その為に、邪魔者となる阿良々木暦を排除しようとする
自身よりも圧倒的な力を、更に言うならば〈主人公力〉とでも言うべき存在感を備えたこの怪異を相手に、阿良々木暦は如何なる手段をもって立ち向かうのか。
そして、復縁を拒み続ける忍野忍は、彼にどのような言葉を投げかけるのか。
圧倒的な存在を前にした、阿良々木暦の戦いと忍野忍の葛藤から、目が離せない。
〈エピソード〉の再登場と、『猫物語・白』の裏側
これは驚いた…これは本当に想定外だ
更に今作では、かつて『傷物語』で阿良々木暦と敵対した専門家・〈エピソード〉も再登場を果たす。
以前は敵として立ち塞がった彼は、今回は臥煙伊豆子に呼び出された味方として姿を見せる。
古参敵、味方となれば、弱体化、とは少年漫画にありがちな展開だが、そこは西尾維新氏。
王道を歩めどは余計な定番は排除しており、決してエピソードの格が落ちることは無い。
もはや敵同士ではなくなった阿良々木暦とエピソードが何を語り合うのかも、今作の注目ポイントだろう。

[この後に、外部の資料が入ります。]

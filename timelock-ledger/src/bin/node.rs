//! Timelock ledger node binary
//!
//! Usage: `timelock-node [config.toml]`. Without a path the configuration
//! comes from `TIMELOCK_*` environment variables.

use anyhow::Context;
use std::sync::Arc;
use timelock_ledger::{spawn_sequencer, Config, ManualClock, StateStore, TickSource};

#[tokio::main]
async fn main() -> anyhow::Result<()> {
    tracing_subscriber::fmt()
        .with_env_filter(
            tracing_subscriber::EnvFilter::from_default_env()
                .add_directive(tracing::Level::INFO.into()),
        )
        .init();

    let config = match std::env::args().nth(1) {
        Some(path) => Config::from_file(&path)
            .with_context(|| format!("loading configuration from {}", path))?,
        None => Config::from_env().context("loading configuration from environment")?,
    };

    tracing::info!(service = %config.service_name, "Starting timelock ledger node");
    tracing::debug!(config = %serde_json::to_string(&config)?, "Effective configuration");

    let store = open_store(&config)?;
    // Ticks are advanced by whoever embeds the node's clock
    let clock: Arc<dyn TickSource> = Arc::new(ManualClock::new(0));
    let handle = spawn_sequencer(&config, clock, store).context("starting sequencer")?;

    let (accounts, total_balance, records) = handle.read(|ledger| {
        let state = ledger.state();
        (
            state.accounts.len(),
            state.accounts.total_balance(),
            state.history.total_records(),
        )
    });
    tracing::info!(accounts, %total_balance, records, "Ledger ready");

    tokio::signal::ctrl_c().await?;

    tracing::info!("Shutting down timelock ledger node");
    handle.shutdown().await.context("final snapshot")?;
    Ok(())
}

#[cfg(feature = "rocksdb")]
fn open_store(config: &Config) -> anyhow::Result<Arc<dyn StateStore>> {
    let store = timelock_ledger::storage::RocksStore::open(config)
        .with_context(|| format!("opening snapshot store at {:?}", config.data_dir))?;
    Ok(Arc::new(store))
}

#[cfg(not(feature = "rocksdb"))]
fn open_store(_config: &Config) -> anyhow::Result<Arc<dyn StateStore>> {
    tracing::warn!("Built without the rocksdb feature; state is kept in memory only");
    Ok(Arc::new(timelock_ledger::MemoryStore::new()))
}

また今作は、時系列的に『猫物語・白』と同時並行でストーリーが進行している。
そのため、『猫物語・白』で起こる放火事件が物語に関わってくる他、阿良々木暦が〈羽川翼(はねかわ つばさ)〉に送った、〈しんぱいすれな〉という心配を煽る様なメール、『猫物語・白』のラストシーンで登場した阿良々木暦がボロボロであった理由など、諸々の謎が明かされる。
本書を読み終わった後は、きっと『猫物語・白』を再読したくなることだろう。
〈終わり〉へと至る為の、伏線の数々
誰かと誰かが出会わなきゃ、話にならないだろうが。物語にならないだろうが
そして今作『終物語(中)』は、『〈物語〉シリーズ』の最終巻である『終物語(下)』に至るための、様々な伏線が張り巡らされている。
臥煙伊豆子の目論見、死屍累生死郎の復活、妖刀・心渡の存在。
様々な要素が、〈物語〉周辺への道筋を明確に形作っている。
これ以上はネタバレになるため、あとは是非とも実際に読んで、確かめてみて欲しい。
すぐに、『終物語(下)』にも手を出したくなることだろう。
まとめ
『〈物語〉シリーズ』のラスト、阿良々木暦の青春の終わりを描く、『終物語』。
その中間に位置する今作は、前作『終物語(上)』とは打って変わってバトル色の強い作品となっており、決して中弛みを感じさせない。
また、『猫物語・白』と同時進行で物語が展開していることにより、其々の物語が互いの謎を補完し合っている見事な構成。
〈物語〉の終わりへ向けて、最高潮に盛り上がる1冊となっている。